PDPM Landing Slide 1
Patient-Driven Payment Model Update:

PDPM Calculation Using OBRA Assessments

Medicaid Disproportionate Share Hospital (DSH)

January 2019

On May 15, 2020, CMS updated the minimum data set (MDS) 3.0 item sets (version 1.17.2) and related technical data specifications to support the calculation of Patient Driven Payment Model (PDPM) payment codes on Omnibus Budget Reconciliation Act (OBRA) assessments when not combined with the five-day skilled nursing facility (SNF) prospective payment system (PPS) assessment (i.e., stand-alone OBRA). The intent of this update is to support states evaluating the potential transition from a resource utilization group (i.e., RUG-III/RUG-IV) acuity-based resident classification system to one based on aspects of the PDPM for nursing facility reimbursement systems and required annual upper payment limit (UPL) demonstrations. This update was also communicated to Quality Improvement and Evaluation System (QIES) state coordinators on May 13, 2020, through QIES Technical Support Office (QTSO) memorandum number 2020-030.

What Do States Need to Know?

  • CMS will provide a PDPM Health Insurance Prospective Payment System (HIPPS) code for OBRA nursing home comprehensive (NC) and OBRA nursing home quarterly (NQ) assessment item sets. This will allow state Medicaid agencies to collect and compare RUG payment codes to PDPM codes for residents of all payer types (including Medicaid) which previously was not available. With this additional functionality, states will have the ability to evaluate the viability of PDPM as an alternative acuity calculation methodology for nursing facility reimbursement systems and required annual UPL demonstrations.

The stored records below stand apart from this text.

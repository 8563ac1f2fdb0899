//! Chip variants
//!
//! Every supported part speaks the same byte-mode protocol. What differs
//! between boards is configuration: capacity, how the read response is
//! framed, the transport word size, the rated clock and whether the
//! write-enable latch is checked. [`ChipConfig`] carries those values and
//! [`ChipVariant`] names the known combinations.

use core::fmt;
use core::str::FromStr;

/// Byte capacity of the MR10Q010 / 23x1024 parts (17-bit decode range)
pub const MR10Q010_CAPACITY: u32 = 128 * 1024;

/// Rated maximum SPI clock of the MR10Q010 in Hz
pub const MR10Q010_MAX_SPEED_HZ: u32 = 40_000_000;

/// How a READ frame captures its data byte
#[derive(Debug, Clone, Copy, PartialEq, Eq, Default)]
#[cfg_attr(feature = "std", derive(serde::Serialize, serde::Deserialize))]
#[cfg_attr(feature = "std", serde(rename_all = "lowercase"))]
pub enum ReadFrame {
    /// 4-byte address phase, then a chained 1-byte receive phase
    #[default]
    Split,
    /// 5-byte full-duplex frame with a trailing filler byte
    Duplex,
}

/// Static description of one memory chip
#[derive(Debug, Clone, Copy, PartialEq, Eq)]
pub struct ChipConfig {
    /// Capacity in bytes; valid addresses are `0..capacity`
    pub capacity: u32,
    /// Read response framing
    pub read_frame: ReadFrame,
    /// Transport word size in bits
    pub bits_per_word: u8,
    /// Rated maximum clock in Hz
    pub max_speed_hz: u32,
    /// Read the status register after WREN and warn if WEL is not set
    pub check_write_enable: bool,
}

impl ChipConfig {
    /// Check if an address is valid for this chip
    pub const fn is_valid_address(&self, address: u32) -> bool {
        address < self.capacity
    }

    /// Highest valid address
    pub const fn max_address(&self) -> u32 {
        self.capacity.saturating_sub(1)
    }
}

impl Default for ChipConfig {
    fn default() -> Self {
        ChipVariant::default().config()
    }
}

/// Known chip/board combinations
#[derive(Debug, Clone, Copy, PartialEq, Eq, Default)]
pub enum ChipVariant {
    /// MR10Q010 with split read framing and WEL verification
    #[default]
    Mr10q010,
    /// MR10Q010 read with a 5-byte full-duplex frame
    Mr10q010Duplex,
    /// Duplex framing with a 24-bit transport word
    ///
    /// Framing is still five literal bytes. Needs validation on real
    /// hardware before it is trusted.
    Mr10q010Wide,
}

impl ChipVariant {
    /// All known variants
    pub const ALL: [ChipVariant; 3] = [
        ChipVariant::Mr10q010,
        ChipVariant::Mr10q010Duplex,
        ChipVariant::Mr10q010Wide,
    ];

    /// Canonical name used on the command line and in config files
    pub const fn name(&self) -> &'static str {
        match self {
            Self::Mr10q010 => "mr10q010",
            Self::Mr10q010Duplex => "mr10q010-duplex",
            Self::Mr10q010Wide => "mr10q010-wide",
        }
    }

    /// One-line description
    pub const fn description(&self) -> &'static str {
        match self {
            Self::Mr10q010 => "MR10Q010 128 KiB, split read, WEL check",
            Self::Mr10q010Duplex => "MR10Q010 128 KiB, 5-byte full-duplex read",
            Self::Mr10q010Wide => "MR10Q010 128 KiB, full-duplex read, 24-bit words (unvalidated)",
        }
    }

    /// Configuration for this variant
    pub const fn config(&self) -> ChipConfig {
        match self {
            Self::Mr10q010 => ChipConfig {
                capacity: MR10Q010_CAPACITY,
                read_frame: ReadFrame::Split,
                bits_per_word: 8,
                max_speed_hz: MR10Q010_MAX_SPEED_HZ,
                check_write_enable: true,
            },
            Self::Mr10q010Duplex => ChipConfig {
                capacity: MR10Q010_CAPACITY,
                read_frame: ReadFrame::Duplex,
                bits_per_word: 8,
                max_speed_hz: MR10Q010_MAX_SPEED_HZ,
                check_write_enable: false,
            },
            Self::Mr10q010Wide => ChipConfig {
                capacity: MR10Q010_CAPACITY,
                read_frame: ReadFrame::Duplex,
                bits_per_word: 24,
                max_speed_hz: MR10Q010_MAX_SPEED_HZ,
                check_write_enable: false,
            },
        }
    }
}

impl fmt::Display for ChipVariant {
    fn fmt(&self, f: &mut fmt::Formatter<'_>) -> fmt::Result {
        f.write_str(self.name())
    }
}

/// Returned when a variant name is not recognized
#[derive(Debug, Clone, Copy, PartialEq, Eq)]
pub struct UnknownVariant;

impl fmt::Display for UnknownVariant {
    fn fmt(&self, f: &mut fmt::Formatter<'_>) -> fmt::Result {
        f.write_str("unknown chip variant")
    }
}

#[cfg(feature = "std")]
impl std::error::Error for UnknownVariant {}

impl FromStr for ChipVariant {
    type Err = UnknownVariant;

    fn from_str(s: &str) -> Result<Self, Self::Err> {
        let s = s.trim();
        Self::ALL
            .iter()
            .copied()
            .find(|v| v.name().eq_ignore_ascii_case(s))
            .ok_or(UnknownVariant)
    }
}
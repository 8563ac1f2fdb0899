//! mramctl - Serial MRAM access tool
//!
//! Reads, writes, dumps and loads byte-addressable SPI MRAM chips on boards
//! with two chip selects.
//!
//! # Architecture
//!
//! - `mramctl-core` frames the MRAM command set and runs the per-byte
//!   protocol, the interchange text format and bulk dump/load
//! - a programmer provides a `TransportOpener` that turns a device path
//!   into an open SPI channel (`linux_spi` for spidev, `dummy` for an
//!   in-memory emulator)
//! - a `ChipRouter` maps chip 1 and chip 2 onto their device paths and
//!   makes sure only one chip is open at a time

mod cli;
mod commands;
mod config;
mod programmers;

use clap::Parser;
use cli::{Cli, Commands};
use config::Settings;
use mramctl_core::router::ChipRouter;
use mramctl_core::transport::TransportConfig;

fn main() -> Result<(), Box<dyn std::error::Error>> {
    // Initialize logger
    env_logger::Builder::from_env(env_logger::Env::default().default_filter_or("info")).init();

    let cli = Cli::parse();

    // Set log level based on verbosity
    match cli.verbose {
        0 => {} // default (info)
        1 => log::set_max_level(log::LevelFilter::Debug),
        _ => log::set_max_level(log::LevelFilter::Trace),
    }

    match cli.command {
        Commands::ListVariants => {
            commands::list_variants();
            return Ok(());
        }
        Commands::ListProgrammers => {
            commands::list_programmers();
            return Ok(());
        }
        _ => {}
    }

    let file = config::load(cli.config.as_deref())?;
    let settings = Settings::resolve(file, &cli)?;
    log::debug!("Settings: {:?}", settings);

    let chip = settings.variant.config();
    let transport = TransportConfig::for_chip(&chip, settings.speed_hz)?.with_mode(settings.mode)?;
    let opener = programmers::open_programmer(&settings.programmer, &settings.devices, &chip)?;

    log::info!(
        "{} via {} (chip 1: {}, chip 2: {}, {} kHz, mode {})",
        settings.variant,
        settings.programmer,
        settings.devices[0],
        settings.devices[1],
        transport.speed_hz / 1000,
        transport.mode
    );

    let mut router = ChipRouter::new(opener, settings.devices.clone(), chip, transport);

    match cli.command {
        Commands::Read { chip, address } => commands::run_read(&mut router, chip, address),
        Commands::Write {
            chip,
            address,
            value,
        } => commands::run_write(&mut router, chip, address, value),
        Commands::Status { chip } => commands::run_status(&mut router, chip),
        Commands::Dump {
            chip,
            output,
            address_digits,
            failure,
        } => {
            let options = settings.bulk_options(&failure, None, None, address_digits);
            commands::run_dump(&mut router, &chip.selectors(), &output, &options)
        }
        Commands::Load {
            chip,
            input,
            strategy,
            radix,
            failure,
        } => {
            let options = settings.bulk_options(&failure, strategy, radix, None);
            commands::run_load(&mut router, &chip.selectors(), &input, &options)
        }
        Commands::ListVariants | Commands::ListProgrammers => Ok(()),
    }
}
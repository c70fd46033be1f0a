use axum::{
    extract::{Query, State},
    http::StatusCode,
    response::{IntoResponse, Json, Response},
    routing::{get, post},
    Router,
};
use chrono::Utc;
use serde::{Deserialize, Serialize};
use serde_json::json;
use std::sync::Arc;

use crate::engine::{self, EngineError};
use crate::ingest::DatasetSnapshot;
use crate::models::Channel;
use crate::pricing::{CarFeatures, PriceModel};

/// Shared application state
///
/// The snapshot is immutable after startup; every handler reads from the same
/// pair table without locking.
#[derive(Clone)]
pub struct AppState {
    pub snapshot: Arc<DatasetSnapshot>,
    pub pricer: Arc<PriceModel>,
}

/// Create the API router
pub fn create_router(snapshot: Arc<DatasetSnapshot>, pricer: Arc<PriceModel>) -> Router {
    let state = AppState { snapshot, pricer };

    Router::new()
        .route("/health", get(health_check))
        .route("/api/stats", get(get_stats))
        .route("/api/cancellation-curve", get(get_cancellation_curve))
        .route("/api/delay-split", get(get_delay_split))
        .route("/api/threshold-impact", get(get_threshold_impact))
        .route("/predict", post(post_predict))
        .with_state(state)
}

// ===== Route Handlers =====

/// Health check endpoint
async fn health_check() -> Json<HealthResponse> {
    Json(HealthResponse {
        status: "healthy".to_string(),
        version: env!("CARGO_PKG_VERSION").to_string(),
    })
}

/// Headline statistics over the loaded snapshot
async fn get_stats(State(state): State<AppState>) -> Json<StatsResponse> {
    let summary = engine::summarize(state.snapshot.records(), state.snapshot.pairs());

    Json(StatsResponse {
        summary,
        timestamp: Utc::now().to_rfc3339(),
    })
}

/// Cancellation rate as a function of the predecessor's checkout delay
async fn get_cancellation_curve(
    State(state): State<AppState>,
    Query(params): Query<CurveQuery>,
) -> Result<Json<CurveResponse>, ApiError> {
    let n_interval = params.n_interval.unwrap_or(7);
    let table = engine::aggregate(state.snapshot.pairs(), n_interval)?;

    let mut points: Vec<CurvePoint> = table
        .into_iter()
        .map(|((bucket, channel), rate)| CurvePoint {
            delay_upper_edge: bucket.upper_edge_minutes(n_interval),
            channel,
            cancellation_rate: rate.cancellation_rate,
            sample_count: rate.sample_count,
        })
        .collect();

    // Overflow (no finite edge) sorts last; ties break on channel for a
    // stable payload.
    points.sort_by(|a, b| {
        let edge_a = a.delay_upper_edge.unwrap_or(f64::INFINITY);
        let edge_b = b.delay_upper_edge.unwrap_or(f64::INFINITY);
        edge_a
            .partial_cmp(&edge_b)
            .unwrap_or(std::cmp::Ordering::Equal)
            .then_with(|| a.channel.as_str().cmp(b.channel.as_str()))
    });

    Ok(Json(CurveResponse {
        n_interval,
        count: points.len(),
        points,
    }))
}

/// Composition of the affected set on either side of a delay split point
async fn get_delay_split(
    State(state): State<AppState>,
    Query(params): Query<DelaySplitQuery>,
) -> Result<Json<engine::DelaySplitBreakdown>, ApiError> {
    let split_at = params.split_at.unwrap_or(360.0);
    let breakdown = engine::delay_split(state.snapshot.pairs(), split_at)?;
    Ok(Json(breakdown))
}

/// Counterfactual impact of enforcing a minimum buffer threshold
async fn get_threshold_impact(
    State(state): State<AppState>,
    Query(params): Query<ThresholdQuery>,
) -> Result<Json<ThresholdImpactResponse>, ApiError> {
    let scope = parse_scope(params.scope.as_deref())?;
    let counts = engine::simulate(state.snapshot.pairs(), params.threshold, scope)?;

    let total_rentals = state.snapshot.total_rentals();
    let canceled_affected = state.snapshot.canceled_affected();
    let revenue_loss_pct = counts.revenue_loss_pct(total_rentals)?;
    let friction_loss_pct = counts.friction_loss_pct(canceled_affected)?;

    Ok(Json(ThresholdImpactResponse {
        threshold: params.threshold,
        scope: scope.map(|c| c.as_str().to_string()),
        would_drop_completed: counts.would_drop_completed,
        would_drop_canceled: counts.would_drop_canceled,
        total_rentals,
        canceled_affected,
        revenue_loss_pct,
        friction_loss_pct,
        timestamp: Utc::now().to_rfc3339(),
    }))
}

/// Price a batch of vehicles with the pre-fitted model
async fn post_predict(
    State(state): State<AppState>,
    Json(cars): Json<Vec<CarFeatures>>,
) -> Result<Json<PredictionResponse>, ApiError> {
    if cars.is_empty() {
        return Err(ApiError::BadRequest(
            "request must contain at least one vehicle".to_string(),
        ));
    }

    Ok(Json(PredictionResponse {
        prediction: state.pricer.predict_batch(&cars),
    }))
}

fn parse_scope(scope: Option<&str>) -> Result<Option<Channel>, ApiError> {
    match scope {
        None | Some("all") => Ok(None),
        Some("connect") => Ok(Some(Channel::Connect)),
        Some("mobile") => Ok(Some(Channel::Mobile)),
        Some(other) => Err(ApiError::BadRequest(format!(
            "unknown scope '{other}' (expected all, connect or mobile)"
        ))),
    }
}

// ===== Request/Response Types =====

#[derive(Serialize)]
struct HealthResponse {
    status: String,
    version: String,
}

#[derive(Serialize)]
struct StatsResponse {
    #[serde(flatten)]
    summary: engine::DatasetSummary,
    timestamp: String,
}

#[derive(Debug, Deserialize)]
struct CurveQuery {
    n_interval: Option<u32>,
}

#[derive(Debug, Serialize)]
struct CurvePoint {
    /// Finite upper bucket edge in minutes, `null` for the overflow bucket.
    delay_upper_edge: Option<f64>,
    channel: Channel,
    cancellation_rate: f64,
    sample_count: usize,
}

#[derive(Serialize)]
struct CurveResponse {
    n_interval: u32,
    count: usize,
    points: Vec<CurvePoint>,
}

#[derive(Debug, Deserialize)]
struct DelaySplitQuery {
    split_at: Option<f64>,
}

#[derive(Debug, Deserialize)]
struct ThresholdQuery {
    threshold: f64,
    scope: Option<String>,
}

#[derive(Serialize)]
struct ThresholdImpactResponse {
    threshold: f64,
    scope: Option<String>,
    would_drop_completed: usize,
    would_drop_canceled: usize,
    total_rentals: usize,
    canceled_affected: usize,
    revenue_loss_pct: f64,
    friction_loss_pct: f64,
    timestamp: String,
}

#[derive(Serialize)]
struct PredictionResponse {
    prediction: Vec<f64>,
}

// ===== Error Handling =====

#[derive(Debug)]
enum ApiError {
    Engine(EngineError),
    BadRequest(String),
}

impl From<EngineError> for ApiError {
    fn from(err: EngineError) -> Self {
        ApiError::Engine(err)
    }
}

impl IntoResponse for ApiError {
    fn into_response(self) -> Response {
        let (status, message) = match &self {
            ApiError::Engine(err @ EngineError::BrokenReference(_)) => {
                // Corrupt upstream data, not a client mistake
                tracing::error!("Engine error: {}", err);
                (
                    StatusCode::INTERNAL_SERVER_ERROR,
                    "Internal server error".to_string(),
                )
            }
            ApiError::Engine(err) => (StatusCode::UNPROCESSABLE_ENTITY, err.to_string()),
            ApiError::BadRequest(msg) => (StatusCode::BAD_REQUEST, msg.clone()),
        };

        let body = Json(json!({
            "error": message,
        }));

        (status, body).into_response()
    }
}
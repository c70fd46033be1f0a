//! Per-bucket cancellation rates.
//!
//! Groups affected pairs by (bucket of the predecessor's delay, booking
//! channel) and computes the empirical cancellation rate and sample size of
//! each group. This is the data behind the delay/cancellation-rate curve.

use crate::engine::binning::{DelayBinner, DelayBucket};
use crate::engine::linker::AffectedPair;
use crate::engine::EngineError;
use crate::models::{Channel, RentalOutcome};
use rayon::prelude::*;
use serde::Serialize;
use std::collections::HashMap;

pub type RateKey = (DelayBucket, Channel);

/// Cancellation statistics for one (bucket, channel) group.
#[derive(Debug, Clone, Copy, PartialEq, Serialize)]
pub struct BucketRate {
    /// Fraction of the group's rentals that were canceled, in `[0, 1]`.
    pub cancellation_rate: f64,
    /// Number of affected pairs behind the rate.
    pub sample_count: usize,
}

/// Compute the cancellation-rate table for one bucket count.
///
/// Pairs whose predecessor never recorded a checkout delay have no place on
/// the curve and are skipped. Groups nobody falls into are simply absent from
/// the result; a rate is only ever formed over a count that was observed to
/// be positive.
pub fn aggregate(
    pairs: &[AffectedPair],
    n_interval: u32,
) -> Result<HashMap<RateKey, BucketRate>, EngineError> {
    let binner = DelayBinner::new(n_interval)?;

    let mut groups: HashMap<RateKey, (usize, usize)> = HashMap::new();
    for pair in pairs {
        let Some(last_delay) = pair.last_delay else {
            continue;
        };

        let key = (binner.bucket_for(last_delay), pair.channel);
        let (canceled, total) = groups.entry(key).or_insert((0, 0));
        *total += 1;
        if pair.outcome == RentalOutcome::Canceled {
            *canceled += 1;
        }
    }

    Ok(groups
        .into_iter()
        .map(|(key, (canceled, total))| {
            (
                key,
                BucketRate {
                    cancellation_rate: canceled as f64 / total as f64,
                    sample_count: total,
                },
            )
        })
        .collect())
}

/// Aggregate across several bucket counts at once.
///
/// Each bucket count is an independent pure query over the same immutable
/// pair table, so the sweep fans out across threads with no synchronization.
pub fn aggregate_sweep(
    pairs: &[AffectedPair],
    n_intervals: &[u32],
) -> Result<Vec<(u32, HashMap<RateKey, BucketRate>)>, EngineError> {
    n_intervals
        .par_iter()
        .map(|&n| aggregate(pairs, n).map(|table| (n, table)))
        .collect()
}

States wanting to require PDPM calculation using OBRA assessments for Medicaid billing purposes (i.e., states that require a PDPM HIPPS calculation) must reply to the Centers for Medicare & Medicaid Services (CMS) at MDSTechIssues@cms.hhs.gov by June 30, 2020, with the following information:

    • State: [Name]
      PDPM on NC/NQ stand-alone OBRAs: Yes
      Effective Date: MM/DD/2020 (no earlier than 10/01/2020)
      End Date: MM/DD/YYYY (can be null)
      Contact Name and Phone number for Follow-up as Needed: [Contact]
  • CMS will implement two changes: (1) the MDS data management system (DMS) will be updated with a new feature to capture whether a state requires the PDPM to be calculated on NC and NQ stand-alone OBRA assessments; and (2) the MDS 3.0 technical data submission specifications will be updated to include a new control item for vendor software to indicate if the NC and NQ OBRA assessments should calculate the PDPM.
  • RUG-based HIPPS codes will continue to be calculated when selected in the MDS DMS as they are today, and MDS payment elements remain unchanged in the finalized MDS 3.0 Item set version 1.17.2. As such, RUG-based nursing facility reimbursement systems can continue to operate as they do today without the need for any additional Optional State Assessment (OSA) considerations. We believe RUG-based UPL calculations should continue as a viable UPL methodology option through at least the state fiscal year 2022 submission. However, states should continue working with their regional CMS representatives to determine appropriate submission methodologies.

What Actions Should States Consider if Requiring PDPM Data Elements Be Completed?

  • Collaborate with trade association representatives to engage MDS vendors to ensure required changes to software products are implemented. Technical data submission specifications to allow the calculation of PDPM along with updated and new edits are available here.
  • Evaluate any policy changes required to ensure providers complete all the necessary data elements for PDPM calculation. This process should include a state-specific review of relevant legislation that governs reimbursement, any associated administrative rules, Medicaid state plan amendments, provider manuals, etc.
  • Develop and implement provider communications and training related to appropriate MDS submission and completion. While the scope is yet to be determined, these changes will likely have administrative impact on providers. Early engagement will allow sufficient time for providers to update processes and procedures, and ensure completion of necessary data elements for PDPM calculation.
  • Evaluate current MDS processing systems and resident classification algorithms to determine the necessary system and processing changes to effectively capture the new PDPM data elements and HIPPS codes. Appropriately implementing required changes will be imperative in supporting state efforts to model the impact of PDPM on their Medicaid nursing facility reimbursement systems.